Collected data entries
___

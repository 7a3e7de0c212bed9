use super::*;
use crate::ast::{
    BooleanLiteral, FloatLiteral, FunctionCallExpression, GroupedExpression, IfExpression,
    InfixExpression, Operator, PostfixExpression, PrefixExpression, RtimeLiteral,
};

impl Parser {
    /// Pratt expression parsing with explicit prefix and infix handlers.
    pub(crate) fn parse_expression(&mut self, min: Precedence) -> Result<Expression, ParseError> {
        let mut left = self.parse_prefix()?;

        loop {
            let kind = self.current_kind();
            let prec = precedence_of(kind);
            if prec <= min {
                break;
            }
            left = match kind {
                TK::Or
                | TK::And
                | TK::Equal
                | TK::NotEqual
                | TK::Match
                | TK::NotMatch
                | TK::GreaterThan
                | TK::LessThan
                | TK::GreaterThanEqual
                | TK::LessThanEqual
                | TK::Addition => self.parse_infix(left, prec)?,
                TK::Percent => self.parse_postfix(left)?,
                TK::LeftParen => self.parse_function_call(left)?,
                _ => break,
            };
        }

        Ok(left)
    }

    fn parse_prefix(&mut self) -> Result<Expression, ParseError> {
        let token = self.current().clone();
        match token.kind {
            TK::Ident => Ok(Expression::Ident(self.parse_ident()?)),
            TK::String => Ok(Expression::String(self.parse_string()?)),
            TK::Integer => Ok(Expression::Integer(self.parse_integer()?)),
            TK::Float => {
                let value = token
                    .literal
                    .parse::<f64>()
                    .map_err(|_| ParseError::InvalidFloat(token.clone()))?;
                let meta = self.open();
                self.advance();
                let mut lit = FloatLiteral { meta, value };
                self.close_expr(&mut lit.meta);
                Ok(Expression::Float(lit))
            }
            TK::Rtime => {
                let meta = self.open();
                self.advance();
                let mut lit = RtimeLiteral {
                    meta,
                    value: token.literal.clone(),
                };
                self.close_expr(&mut lit.meta);
                Ok(Expression::Rtime(lit))
            }
            TK::True | TK::False => {
                let meta = self.open();
                self.advance();
                let mut lit = BooleanLiteral {
                    meta,
                    value: token.kind == TK::True,
                };
                self.close_expr(&mut lit.meta);
                Ok(Expression::Boolean(lit))
            }
            TK::Not | TK::Subtraction => {
                let meta = self.open();
                self.advance();
                let operator = Operator::from_token_kind(token.kind).unwrap();
                let right = self.parse_expression(Precedence::Prefix)?;
                let mut node = PrefixExpression {
                    meta,
                    operator,
                    right,
                };
                self.close_expr(&mut node.meta);
                Ok(Expression::Prefix(Box::new(node)))
            }
            TK::LeftParen => {
                let meta = self.open();
                self.advance();
                let right = self.parse_expression(Precedence::Lowest)?;
                self.consume(TK::RightParen)?;
                let mut node = GroupedExpression { meta, right };
                self.close_expr(&mut node.meta);
                Ok(Expression::Grouped(Box::new(node)))
            }
            // Ternary form: if(cond, then, else)
            TK::If => {
                let meta = self.open();
                self.advance();
                self.consume(TK::LeftParen)?;
                let condition = self.parse_expression(Precedence::Lowest)?;
                self.consume(TK::Comma)?;
                let consequence = self.parse_expression(Precedence::Lowest)?;
                self.consume(TK::Comma)?;
                let alternative = self.parse_expression(Precedence::Lowest)?;
                self.consume(TK::RightParen)?;
                let mut node = IfExpression {
                    meta,
                    condition,
                    consequence,
                    alternative,
                };
                self.close_expr(&mut node.meta);
                Ok(Expression::IfExpr(Box::new(node)))
            }
            TK::Eof => Err(ParseError::UnexpectedEof(token)),
            TK::Illegal => Err(ParseError::IllegalToken(token)),
            _ => Err(ParseError::ExpectedPrimary(token)),
        }
    }

    fn parse_infix(&mut self, left: Expression, prec: Precedence) -> Result<Expression, ParseError> {
        let token = self.current().clone();
        let operator = Operator::from_token_kind(token.kind)
            .ok_or_else(|| ParseError::UnexpectedToken(token.clone()))?;
        let mut meta = Meta::new(token, self.nest);
        self.advance();
        let right = self.parse_expression(prec)?;
        self.close_expr(&mut meta);
        Ok(Expression::Infix(Box::new(InfixExpression {
            meta,
            operator,
            left,
            right,
        })))
    }

    fn parse_postfix(&mut self, left: Expression) -> Result<Expression, ParseError> {
        let token = self.current().clone();
        let mut meta = Meta::new(token, self.nest);
        self.advance();
        self.close_expr(&mut meta);
        Ok(Expression::Postfix(Box::new(PostfixExpression {
            meta,
            operator: Operator::Percent,
            left,
        })))
    }

    pub(crate) fn parse_function_call(&mut self, left: Expression) -> Result<Expression, ParseError> {
        let function = match left {
            Expression::Ident(ident) => ident,
            other => return Err(ParseError::UnexpectedToken(other.meta().token.clone())),
        };
        let mut meta = function.meta.clone();
        self.consume(TK::LeftParen)?;
        let mut arguments = Vec::new();
        if self.current_kind() != TK::RightParen {
            arguments.push(self.parse_expression(Precedence::Lowest)?);
            while self.current_kind() == TK::Comma {
                self.advance();
                arguments.push(self.parse_expression(Precedence::Lowest)?);
            }
        }
        self.consume(TK::RightParen)?;
        self.close_expr(&mut meta);
        Ok(Expression::FunctionCall(Box::new(FunctionCallExpression {
            meta,
            function,
            arguments,
        })))
    }
}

___

■ **Exercise prompt**
Find each line above that contains "RtimeLiteral", and copy those lines.

■ **Response below**
    InfixExpression, Operator, PostfixExpression, PrefixExpression, RtimeLiteral,
                let mut lit = RtimeLiteral {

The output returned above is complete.